Overview: Carcinoembryonic Antigen (CEA) TestIntroduction: The Carcinoembryonic Antigen Test measures CEA to monitor cancers like colorectal cancer, causing abdominal pain or weight loss. Following 2023 NCCN guidelines, it uses an immunoassay for high sensitivity, aiding in cancer screening. This test is critical for guiding treatment monitoring, assessing disease progression, and improving outcomes in immunology for patients with suspected colorectal cancer.
Other Names: CEA Assay, Colorectal Cancer Marker Test.
FDA Status: Laboratory-developed test (LDT), meeting immunology standards for diagnostic accuracy.

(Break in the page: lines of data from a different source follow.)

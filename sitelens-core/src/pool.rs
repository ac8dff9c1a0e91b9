//! Bounded worker pool for per-page scan tasks.
//!
//! Tasks are submitted all at once and each waits on a shared semaphore, so
//! at most `concurrency` run at any moment. Completions come back one at a
//! time through [`PoolRun::next`] in whatever order they finish; the caller
//! consumes them from a single loop, which is what keeps run-state updates
//! serialized.

use futures::FutureExt;
use std::future::Future;
use std::panic::AssertUnwindSafe;
use std::sync::Arc;
use tokio::sync::Semaphore;
use tokio::task::JoinSet;
use tracing::{debug, warn};

pub const DEFAULT_SCAN_CONCURRENCY: usize = 3;
pub const DEFAULT_DIAGNOSTICS_CONCURRENCY: usize = 2;

/// One finished task.
#[derive(Debug)]
pub struct Completion<T> {
    /// Submission index of the item.
    pub index: usize,
    /// The task's output, or the panic message if it panicked.
    pub outcome: Result<T, String>,
    /// Tasks finished so far, this one included.
    pub completed: usize,
    pub total: usize,
}

pub struct WorkerPool {
    concurrency: usize,
}

impl WorkerPool {
    pub fn new(concurrency: usize) -> Self {
        Self {
            concurrency: concurrency.max(1),
        }
    }

    pub fn concurrency(&self) -> usize {
        self.concurrency
    }

    pub fn run<I, T, F, Fut>(&self, items: Vec<I>, task: F) -> PoolRun<T>
    where
        I: Send + 'static,
        T: Send + 'static,
        F: Fn(usize, I) -> Fut + Send + Sync + 'static,
        Fut: Future<Output = T> + Send + 'static,
    {
        let semaphore = Arc::new(Semaphore::new(self.concurrency));
        let task = Arc::new(task);
        let total = items.len();
        let mut set = JoinSet::new();

        debug!("Submitting {} tasks at concurrency {}", total, self.concurrency);

        for (index, item) in items.into_iter().enumerate() {
            let semaphore = semaphore.clone();
            let task = task.clone();
            set.spawn(async move {
                let outcome = match semaphore.acquire_owned().await {
                    Ok(_permit) => AssertUnwindSafe(task(index, item))
                        .catch_unwind()
                        .await
                        .map_err(panic_message),
                    Err(_) => Err("worker pool closed".to_string()),
                };
                (index, outcome)
            });
        }

        PoolRun {
            set,
            total,
            completed: 0,
        }
    }
}

pub struct PoolRun<T> {
    set: JoinSet<(usize, Result<T, String>)>,
    total: usize,
    completed: usize,
}

impl<T: Send + 'static> PoolRun<T> {
    pub fn total(&self) -> usize {
        self.total
    }

    /// Next finished task, or `None` once every task has been reported.
    pub async fn next(&mut self) -> Option<Completion<T>> {
        loop {
            match self.set.join_next().await? {
                Ok((index, outcome)) => {
                    self.completed += 1;
                    return Some(Completion {
                        index,
                        outcome,
                        completed: self.completed,
                        total: self.total,
                    });
                }
                Err(e) => {
                    // Tasks are never aborted, so this is unreachable in practice.
                    warn!("Worker task vanished: {}", e);
                    self.completed += 1;
                }
            }
        }
    }
}

fn panic_message(payload: Box<dyn std::any::Any + Send>) -> String {
    if let Some(s) = payload.downcast_ref::<&str>() {
        s.to_string()
    } else if let Some(s) = payload.downcast_ref::<String>() {
        s.clone()
    } else {
        "task panicked".to_string()
    }
}

/// Caps concurrent calls to a slow or rate-limited service.
#[derive(Clone)]
pub struct Limiter {
    semaphore: Arc<Semaphore>,
}

impl Limiter {
    pub fn new(permits: usize) -> Self {
        Self {
            semaphore: Arc::new(Semaphore::new(permits.max(1))),
        }
    }

    pub async fn run<F: Future>(&self, fut: F) -> Option<F::Output> {
        let _permit = self.semaphore.acquire().await.ok()?;
        Some(fut.await)
    }
}

#[cfg(test)]
mod tests {
    use super::*;

    #[tokio::test]
    async fn test_panicking_task_is_reported() {
        let pool = WorkerPool::new(2);
        let mut run = pool.run(vec![1, 2, 3], |_, n: i32| async move {
            if n == 2 {
                panic!("bad item");
            }
            n * 10
        });

        let mut ok = Vec::new();
        let mut failed = Vec::new();
        while let Some(done) = run.next().await {
            match done.outcome {
                Ok(v) => ok.push(v),
                Err(msg) => failed.push((done.index, msg)),
            }
        }
        ok.sort();
        assert_eq!(ok, vec![10, 30]);
        assert_eq!(failed, vec![(1, "bad item".to_string())]);
    }

    #[tokio::test]
    async fn test_empty_run() {
        let pool = WorkerPool::new(3);
        let mut run = pool.run(Vec::<u8>::new(), |_, n| async move { n });
        assert_eq!(run.total(), 0);
        assert!(run.next().await.is_none());
    }
}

Historical Milestone: CEA testing began in the 1960s with cancer research. Immunoassays emerged in the 1980s, and by the 2000s, high-sensitivity assays improved monitoring accuracy.
Purpose: Monitors colorectal cancer, guides treatment, and assesses disease progression in patients with abdominal pain or weight loss.
Test Parameters: 1. Carcino Embryonic Antigen
Pretest Condition: No fasting required. Collect serum or plasma at any time. Report symptoms like abdominal pain or weight loss, and list medications like chemotherapy.
Specimen: 2-5 mL serum (SST) or 2-4 mL plasma (EDTA). Centrifuge within 1 hour. Transport in a biohazard bag within 8 hours.
Sample Stability at Room Temperature: 8 hours
Sample Stability at Refrigeration: 7 days
Sample Stability at Frozen: 6 months
Medical History: Document abdominal pain, weight loss, or family history of colorectal cancer. Include current medications, especially chemotherapy or targeted therapies.
Consent: Written consent required, detailing the tests purpose, diagnostic implications, and potential need for cancer treatment.
Procedural Considerations: Uses an immunoassay to measure CEA levels. Results are available in 1-2 days, enabling rapid clinical decisions.
Factors Affecting Result Accuracy: Benign conditions like inflammatory bowel disease may elevate CEA levels. Hemolysis or improper storage can degrade samples.
Clinical Significance: Elevated CEA levels indicate colorectal cancer progression, prompting chemotherapy or surgery. Normal levels suggest stable disease or remission.
Specialist Consultation: Consult an oncologist for result interpretation. A gastroenterologist referral is advised for colorectal cancer cases.
Additional Supporting Tests: Colonoscopy, abdominal CT, or CA 19-9 test to confirm colorectal cancer or assess disease extent.
Test Limitations: False positives may occur with benign conditions. Results require clinical correlation with imaging.
References: NCCN Colorectal Cancer Guidelines, 2023; Journal of Clinical Oncology, Benson AB, 2022.